===== Information

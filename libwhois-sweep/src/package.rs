use std::io;

use chrono::NaiveDate;
use flate2::{write::GzEncoder, Compression};
use serde::{Deserialize, Serialize};
use thiserror::Error;
use tracing::debug;

use crate::table::WhoisResultTable;

pub const TABLE_FILE: &str = "whois-servers.json";
pub const MANIFEST_FILE: &str = "package.json";

#[derive(Debug, Error)]
pub enum PackageError {
    #[error("failed to serialize package contents: {0}")]
    Json(#[from] serde_json::Error),
    #[error("failed to build archive: {0}")]
    Io(#[from] io::Error),
}

/// Fixed metadata of the published data package.
#[derive(Debug, Clone, PartialEq, Eq)]
pub struct PackageSettings {
    pub name: String,
    pub description: String,
    pub author: String,
    pub license: String,
    pub version_prefix: String,
}

impl Default for PackageSettings {
    fn default() -> Self {
        Self {
            name: "whis-data".to_string(),
            description: "Whois server data for whis".to_string(),
            author: "jolle".to_string(),
            license: "MIT".to_string(),
            version_prefix: "1.2".to_string(),
        }
    }
}

/// `<prefix>.<YYYYMMDD>`, one release per UTC day.
pub fn package_version(prefix: &str, date: NaiveDate) -> String {
    format!("{}.{}", prefix, date.format("%Y%m%d"))
}

/// The `package.json` shipped next to the table.
#[derive(Debug, Clone, PartialEq, Eq, Serialize, Deserialize)]
pub struct PackageManifest {
    pub name: String,
    pub version: String,
    pub description: String,
    pub main: String,
    pub author: String,
    pub license: String,
}

impl PackageManifest {
    pub fn new(settings: &PackageSettings, date: NaiveDate) -> Self {
        Self {
            name: settings.name.clone(),
            version: package_version(&settings.version_prefix, date),
            description: settings.description.clone(),
            main: TABLE_FILE.to_string(),
            author: settings.author.clone(),
            license: settings.license.clone(),
        }
    }
}

/// A gzipped tarball ready to be written out or published.
#[derive(Debug, Clone)]
pub struct Package {
    pub manifest: PackageManifest,
    pub tarball: Vec<u8>,
}

impl Package {
    pub fn build(manifest: PackageManifest, table: &WhoisResultTable) -> Result<Self, PackageError> {
        let manifest_json = serde_json::to_vec(&manifest)?;
        let table_json = serde_json::to_vec(table)?;

        let tarball = build_tarball(&[
            (format!("package/{}", MANIFEST_FILE), manifest_json.as_slice()),
            (format!("package/{}", TABLE_FILE), table_json.as_slice()),
        ])?;
        debug!(bytes = tarball.len(), "npm archive created");

        Ok(Self { manifest, tarball })
    }

    pub fn file_name(&self) -> String {
        format!("{}-{}.tgz", self.manifest.name, self.manifest.version)
    }
}

fn build_tarball(entries: &[(String, &[u8])]) -> io::Result<Vec<u8>> {
    let encoder = GzEncoder::new(Vec::new(), Compression::default());
    let mut archive = tar::Builder::new(encoder);

    for (path, data) in entries {
        let mut header = tar::Header::new_gnu();
        header.set_entry_type(tar::EntryType::Regular);
        header.set_size(data.len() as u64);
        header.set_mode(0o644);
        header.set_mtime(0);
        archive.append_data(&mut header, path, *data)?;
    }

    archive.into_inner()?.finish()
}
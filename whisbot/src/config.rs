use std::{
    num::NonZeroU32,
    path::{Path, PathBuf},
    time::Duration,
};

use libwhois_sweep::{publish::NPM_REGISTRY, PackageSettings, SweepConfig};
use serde::{Deserialize, Serialize};
use thiserror::Error;

#[derive(Debug, Error)]
pub enum ConfigError {
    #[error("failed to read {path}: {source}")]
    Read {
        path: PathBuf,
        #[source]
        source: std::io::Error,
    },
    #[error("failed to parse {path}: {source}")]
    Parse {
        path: PathBuf,
        #[source]
        source: toml::de::Error,
    },
}

#[derive(Debug, Default, Clone, PartialEq, Deserialize, Serialize)]
pub struct Config {
    #[serde(default)]
    pub resolver: ResolverConfig,
    #[serde(default)]
    pub package: PackageConfig,
}

#[derive(Debug, Clone, PartialEq, Deserialize, Serialize)]
#[serde(default)]
pub struct ResolverConfig {
    pub whois_server: String,
    pub whois_port: u16,
    pub whois_timeout_ms: u64,
    pub dns_timeout_ms: u64,
    pub cname_suffix: String,
    pub concurrency_ceiling: usize,
    pub max_attempts: u32,
    pub initial_delay_ms: u64,
    pub backoff_factor: f64,
    pub batch_deadline_secs: Option<u64>,
    pub max_queries_per_second: Option<u32>,
}

impl Default for ResolverConfig {
    fn default() -> Self {
        let defaults = SweepConfig::default();
        Self {
            whois_server: defaults.whois_server,
            whois_port: defaults.whois_port,
            whois_timeout_ms: defaults.whois_timeout.as_millis() as u64,
            dns_timeout_ms: defaults.dns_timeout.as_millis() as u64,
            cname_suffix: defaults.cname_suffix,
            concurrency_ceiling: defaults.concurrency_ceiling,
            max_attempts: defaults.max_attempts,
            initial_delay_ms: defaults.initial_delay.as_millis() as u64,
            backoff_factor: defaults.backoff_factor,
            batch_deadline_secs: None,
            max_queries_per_second: None,
        }
    }
}

impl ResolverConfig {
    pub fn to_sweep_config(&self) -> SweepConfig {
        SweepConfig {
            whois_server: self.whois_server.clone(),
            whois_port: self.whois_port,
            whois_timeout: Duration::from_millis(self.whois_timeout_ms),
            dns_timeout: Duration::from_millis(self.dns_timeout_ms),
            cname_suffix: self.cname_suffix.clone(),
            concurrency_ceiling: self.concurrency_ceiling,
            max_attempts: self.max_attempts,
            initial_delay: Duration::from_millis(self.initial_delay_ms),
            backoff_factor: self.backoff_factor,
            batch_deadline: self.batch_deadline_secs.map(Duration::from_secs),
            max_queries_per_second: self.max_queries_per_second.and_then(NonZeroU32::new),
        }
    }
}

#[derive(Debug, Clone, PartialEq, Deserialize, Serialize)]
#[serde(default)]
pub struct PackageConfig {
    pub name: String,
    pub description: String,
    pub author: String,
    pub license: String,
    pub version_prefix: String,
    pub registry: String,
}

impl Default for PackageConfig {
    fn default() -> Self {
        let defaults = PackageSettings::default();
        Self {
            name: defaults.name,
            description: defaults.description,
            author: defaults.author,
            license: defaults.license,
            version_prefix: defaults.version_prefix,
            registry: NPM_REGISTRY.to_string(),
        }
    }
}

impl PackageConfig {
    pub fn settings(&self) -> PackageSettings {
        PackageSettings {
            name: self.name.clone(),
            description: self.description.clone(),
            author: self.author.clone(),
            license: self.license.clone(),
            version_prefix: self.version_prefix.clone(),
        }
    }
}

pub fn config_path() -> Option<PathBuf> {
    dirs::config_dir().map(|p| p.join("whisbot").join("config.toml"))
}

/// Loads the config file. A missing file at the default location means
/// defaults; an explicitly named file must exist.
pub fn load_config(explicit: Option<&Path>) -> Result<Config, ConfigError> {
    let path = match explicit {
        Some(path) => path.to_path_buf(),
        None => match config_path() {
            Some(path) if path.exists() => path,
            _ => return Ok(Config::default()),
        },
    };

    let content = std::fs::read_to_string(&path).map_err(|source| ConfigError::Read {
        path: path.clone(),
        source,
    })?;
    parse_config(&content).map_err(|source| ConfigError::Parse { path, source })
}

pub fn parse_config(content: &str) -> Result<Config, toml::de::Error> {
    toml::from_str(content)
}

pub fn get_default_config_toml() -> String {
    r#"# whisbot configuration

[resolver]
# Root WHOIS server queried for every TLD
whois_server = "whois.iana.org"
whois_port = 43
whois_timeout_ms = 10000

# Fallback: CNAME of <tld>.<cname_suffix>
cname_suffix = "whois-servers.net"
dns_timeout_ms = 5000

# At most this many TLDs are resolved at the same time
concurrency_ceiling = 2

# WHOIS retries: delay after attempt n is initial_delay_ms * backoff_factor^(n-1)
max_attempts = 4
initial_delay_ms = 1000
backoff_factor = 1.75

# Give up on outstanding TLDs after this many seconds
# batch_deadline_secs = 1800

# Cap on WHOIS queries per second across all TLDs
# max_queries_per_second = 5

[package]
name = "whis-data"
description = "Whois server data for whis"
author = "jolle"
license = "MIT"
version_prefix = "1.2"
registry = "https://registry.npmjs.org"
"#
    .to_string()
}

==========

§ Your goal:
From the line containing "whois_port = 43" through the end of the material, print each line exactly as it appears.

§ Exercise answer:
whois_port = 43
whois_timeout_ms = 10000

# Fallback: CNAME of <tld>.<cname_suffix>
cname_suffix = "whois-servers.net"
dns_timeout_ms = 5000

# At most this many TLDs are resolved at the same time
concurrency_ceiling = 2

# WHOIS retries: delay after attempt n is initial_delay_ms * backoff_factor^(n-1)
max_attempts = 4
initial_delay_ms = 1000
backoff_factor = 1.75

# Give up on outstanding TLDs after this many seconds
# batch_deadline_secs = 1800

# Cap on WHOIS queries per second across all TLDs
# max_queries_per_second = 5

[package]
name = "whis-data"
description = "Whois server data for whis"
author = "jolle"
license = "MIT"
version_prefix = "1.2"
registry = "https://registry.npmjs.org"
"#
    .to_string()
}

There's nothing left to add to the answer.